京都からすま和田クリニック 和田洋巳の相談室

がん専門医の和田洋巳が40年近くのがん治療の経験で感じた「がんが住みにくい体づくり」について書いていきます。そのほか興味深いがんの症例やがんを防ぐ基礎知識など。

がん細胞の数と、その数に応じた治療のめやす

    この表は、私が考える、がん細胞の数とその数に対応するがん治療法の目安です。

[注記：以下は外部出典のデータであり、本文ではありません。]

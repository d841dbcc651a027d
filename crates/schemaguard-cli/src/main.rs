//! schemaguard command-line tool
//!
//! Applies migration plan files with pre-flight validation, a single
//! transaction and post-commit verification.

mod commands;
mod config;
mod error;
mod formatter;
mod plan_file;

use clap::Parser;
use config::Args;
use tracing_subscriber::EnvFilter;

fn main() {
    let args = Args::parse();

    let filter = EnvFilter::try_from_default_env().unwrap_or_else(|_| EnvFilter::new(args.log_filter()));
    tracing_subscriber::fmt()
        .with_env_filter(filter)
        .with_writer(std::io::stderr)
        .init();

    let format = args.format;
    let code = match args.into_config().and_then(|config| commands::run(&config)) {
        Ok(code) => code,
        Err(e) => {
            eprintln!("{}", formatter::create_formatter(format).format_error(&e.to_string()));
            e.exit_code()
        }
    };

    std::process::exit(code);
}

    たとえば耳かき一杯くらいの大きさのがん細胞の数は1000万個程度になります。
    がん細胞が一億個程度にまで増えると、小指の先ほどの大きさになります。
    がん細胞が10億個ほどになれば、がんは5センチ程度の大きさになるのです。

    このうち、免疫力だけでは退縮させることができる
    がん細胞の数は10万個から100個程度です。
    がん細胞の数が1000万個を超えると、
    免疫力だけで対応することは困難になってきます。


    患者さんの体が持っている免疫力を使って
    がんを治療するのが免疫療法ですが、
    この表を見ても分かるとおり、免疫療法だけでがん治療を行うのは
    なかなか難しいと言わざるをえません。

    抗がん剤治療を検討するとよいのは、
    がん細胞が100万個から1億個の間にあるときです。

    がん細胞が1万個から10万個を超えたあたりから
    免疫力によって抑えることができなくなります。
    そして、手術可能ながん腫瘍という形で発見されるのが、
    早くて1億個だからです。

    1億個というと膨大な数のように思えますが、
    実際には小指の先ほどの小さな腫瘍です。